Review of Patient #F1's treatment plan revealed no documented evidence that his plan was revised when his level of observation was increased.
In an interview on 05/23/16 at 3:05 p.m., SF2DON confirmed Patient #F1's treatment plan was not revised when his level of observation was increased.
Patient #F3
Review of Patient #F3's medical record revealed an admission date of 05/6/16 with an admission diagnosis of Bipolar Disorder.
Review of the hospital's incident reports revealed an incident report, dated 05/14/16 at 11:10 a.m. regarding Patient #F3 smuggling in contraband items i.e. chewing tobacco into the hospital since his admission on 05/6/16. Further reivew revealed the patient had been "cheeking" the tobacco. Additional review revealed the patient had the tobacco hidden in his folded clothing (discovered after room search).

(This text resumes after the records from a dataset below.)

//! # Core Module
//!
//! Configuration, error taxonomy and outbound content helpers shared by
//! every other layer.
//!
//! - **Version**: 2.0.0
//! - **Since**: 0.1.0
//! - **Toggleable**: false
//!
//! ## Changelog
//! - 2.0.0: Add error taxonomy and platform-neutral embeds
//! - 1.0.0: Initial creation with config and response modules

pub mod config;
pub mod embeds;
pub mod error;
pub mod response;

pub use config::{Config, RunMode};
pub use embeds::{error_embed, info_embed, success_embed, EmbedPayload};
pub use error::{ConfigError, DispatchError, GuardError, RegistryError};
pub use response::{
    chunk_for_message, chunk_text, truncate_for_embed, truncate_for_message, EMBED_LIMIT,
    MESSAGE_LIMIT,
};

Actions taken/recommendations initiated as a result of the incident included instruction to staff to perform room searches (inclusive of searching the patient's clothing and shoes) for hidden contraband items.
Review of Patient #F3's Master Treatment Plan revealed smuggling of contraband items i.e. chewing tobacco was not addressed in the patient's treatment plan after he was identified as having been smuggling in tobacco since his admission (05/6/16) and "cheeking" tobacco.
In an interview on 05/23/16 at 3:53 p.m. with SF2DON, she confirmed Patient #F3's Multidisciplinary Treatment Plan should have been updated after the staff had identified that the patient had been smuggling contraband (chewing tobacco) into the hospital since his admission on 05/6/16. She also indicated the "cheeking" of the tobacco should have also been addressed in the patient's treatment plan.
Patient #F4
Review of an incident documented on 05/14/16 at 9:30 p.m. revealed Patient #F4 had complained at 8:35 p.m. of pain to the left side related to a fall.
Review of Patient #F4's treatment plan for "seizures/falls" developed on 05/04/16 revealed the plan was not revised after the fall that required an emergency department evaluation.
In an interview on 05/23/16 at 3:05 p.m., SF2DON confirmed Patient #F4's treatment plan was not revised after she experienced a fall.
Patient #F5
Review of an incident report documented on 05/17/16 at 4:25 p.m. revealed Patient #F5 had reported falling in her room after standing up out of bed at 4:00 p.m. on 05/17/16.
Review of Patient #F5's treatment plan developed on 05/12/16 for falls revealed no documented evidence that the plan was revised after she experienced a fall on 05/17/16.
In an interview on 05/23/16 at 3:05 p.m., SF2DON confirmed Patient #F5's treatment plan was not revised after she experienced a fall on 05/17/16.